Dataset entries
=== Begin Enclosure ===

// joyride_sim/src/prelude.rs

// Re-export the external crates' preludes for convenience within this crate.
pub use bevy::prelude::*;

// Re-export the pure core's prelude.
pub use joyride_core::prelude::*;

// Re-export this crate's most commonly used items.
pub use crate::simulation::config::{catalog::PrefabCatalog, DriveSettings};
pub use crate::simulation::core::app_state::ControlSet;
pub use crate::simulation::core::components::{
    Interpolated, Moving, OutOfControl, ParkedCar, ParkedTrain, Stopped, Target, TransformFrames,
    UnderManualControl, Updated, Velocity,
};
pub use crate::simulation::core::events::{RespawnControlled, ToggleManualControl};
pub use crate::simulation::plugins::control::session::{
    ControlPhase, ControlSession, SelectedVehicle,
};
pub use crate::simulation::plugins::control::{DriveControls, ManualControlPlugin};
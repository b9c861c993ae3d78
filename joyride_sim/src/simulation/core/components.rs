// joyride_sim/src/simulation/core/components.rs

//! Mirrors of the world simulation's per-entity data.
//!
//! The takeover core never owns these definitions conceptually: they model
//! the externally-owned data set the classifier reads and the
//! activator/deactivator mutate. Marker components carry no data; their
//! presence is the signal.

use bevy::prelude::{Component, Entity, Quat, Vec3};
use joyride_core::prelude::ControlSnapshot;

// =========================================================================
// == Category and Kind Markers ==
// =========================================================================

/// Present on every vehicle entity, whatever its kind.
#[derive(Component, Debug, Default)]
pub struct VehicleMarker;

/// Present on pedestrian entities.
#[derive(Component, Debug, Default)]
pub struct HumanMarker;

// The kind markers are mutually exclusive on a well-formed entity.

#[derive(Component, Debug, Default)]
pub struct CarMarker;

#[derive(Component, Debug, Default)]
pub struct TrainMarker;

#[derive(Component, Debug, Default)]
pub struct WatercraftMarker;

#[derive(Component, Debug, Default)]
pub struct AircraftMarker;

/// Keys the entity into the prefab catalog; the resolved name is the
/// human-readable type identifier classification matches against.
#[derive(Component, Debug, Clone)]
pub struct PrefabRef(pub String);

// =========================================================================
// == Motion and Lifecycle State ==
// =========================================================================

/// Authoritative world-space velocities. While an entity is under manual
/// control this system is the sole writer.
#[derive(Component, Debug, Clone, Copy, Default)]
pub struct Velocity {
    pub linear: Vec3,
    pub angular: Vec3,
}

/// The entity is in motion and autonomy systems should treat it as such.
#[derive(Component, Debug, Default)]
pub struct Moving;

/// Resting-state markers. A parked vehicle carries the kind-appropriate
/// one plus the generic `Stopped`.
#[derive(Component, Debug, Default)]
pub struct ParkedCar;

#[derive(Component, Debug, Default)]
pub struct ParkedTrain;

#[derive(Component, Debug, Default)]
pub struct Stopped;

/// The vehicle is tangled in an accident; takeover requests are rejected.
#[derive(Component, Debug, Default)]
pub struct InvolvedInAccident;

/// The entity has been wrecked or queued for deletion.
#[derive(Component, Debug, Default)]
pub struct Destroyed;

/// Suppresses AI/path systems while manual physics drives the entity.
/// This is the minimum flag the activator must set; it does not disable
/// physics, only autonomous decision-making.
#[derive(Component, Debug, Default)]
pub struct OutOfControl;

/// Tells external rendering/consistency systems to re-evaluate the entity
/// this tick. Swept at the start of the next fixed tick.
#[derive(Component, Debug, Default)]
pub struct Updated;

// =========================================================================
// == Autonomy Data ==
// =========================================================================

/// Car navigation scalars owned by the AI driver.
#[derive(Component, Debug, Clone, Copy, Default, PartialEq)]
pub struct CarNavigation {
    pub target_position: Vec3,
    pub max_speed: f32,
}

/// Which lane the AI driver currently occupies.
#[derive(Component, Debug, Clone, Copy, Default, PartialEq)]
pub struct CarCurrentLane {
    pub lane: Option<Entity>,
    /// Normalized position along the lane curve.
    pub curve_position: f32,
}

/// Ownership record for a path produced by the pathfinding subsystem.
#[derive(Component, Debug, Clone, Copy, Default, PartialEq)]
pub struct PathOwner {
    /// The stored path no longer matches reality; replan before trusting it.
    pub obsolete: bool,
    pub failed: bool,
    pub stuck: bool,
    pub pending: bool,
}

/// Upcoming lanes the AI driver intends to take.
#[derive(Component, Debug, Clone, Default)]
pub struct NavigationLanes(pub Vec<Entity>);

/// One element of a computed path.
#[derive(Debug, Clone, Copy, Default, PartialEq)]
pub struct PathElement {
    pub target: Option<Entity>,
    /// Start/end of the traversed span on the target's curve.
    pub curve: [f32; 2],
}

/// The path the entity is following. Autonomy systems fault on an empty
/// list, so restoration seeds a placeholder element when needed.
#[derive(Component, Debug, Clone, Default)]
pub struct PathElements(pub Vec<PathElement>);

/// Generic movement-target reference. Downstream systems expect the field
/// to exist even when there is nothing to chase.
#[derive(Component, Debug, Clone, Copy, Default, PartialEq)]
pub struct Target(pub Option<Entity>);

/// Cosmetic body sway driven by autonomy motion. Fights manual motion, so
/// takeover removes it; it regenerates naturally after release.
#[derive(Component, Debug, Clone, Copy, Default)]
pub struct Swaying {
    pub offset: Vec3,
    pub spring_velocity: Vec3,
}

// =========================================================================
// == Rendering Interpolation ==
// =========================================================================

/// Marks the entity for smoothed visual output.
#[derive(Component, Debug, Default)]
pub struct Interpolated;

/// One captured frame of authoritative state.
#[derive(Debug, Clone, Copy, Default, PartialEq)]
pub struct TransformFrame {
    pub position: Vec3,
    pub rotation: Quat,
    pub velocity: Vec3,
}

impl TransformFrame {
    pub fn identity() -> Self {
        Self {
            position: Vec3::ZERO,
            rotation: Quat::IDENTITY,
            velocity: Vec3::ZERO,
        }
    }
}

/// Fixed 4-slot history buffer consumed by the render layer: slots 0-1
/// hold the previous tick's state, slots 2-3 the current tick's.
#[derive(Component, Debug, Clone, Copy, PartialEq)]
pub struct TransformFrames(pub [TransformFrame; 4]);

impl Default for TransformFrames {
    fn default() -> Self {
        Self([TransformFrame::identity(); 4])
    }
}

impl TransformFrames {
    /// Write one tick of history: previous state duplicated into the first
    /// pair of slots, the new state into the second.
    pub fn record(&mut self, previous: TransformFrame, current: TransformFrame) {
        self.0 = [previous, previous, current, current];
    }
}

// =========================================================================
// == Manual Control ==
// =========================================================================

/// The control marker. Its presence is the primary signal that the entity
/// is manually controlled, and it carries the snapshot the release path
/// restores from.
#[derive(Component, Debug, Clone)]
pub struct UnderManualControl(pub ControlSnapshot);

=== End Enclosure ===

- Task instructions
Report, for the data above, every line in which the string "components" appears.

- Expected answer
pub use crate::simulation::core::components::{
filename joyride_sim/src/simulation/core/components.rs
// joyride_sim/src/simulation/core/components.rs
//! activator/deactivator mutate. Marker components carry no data; their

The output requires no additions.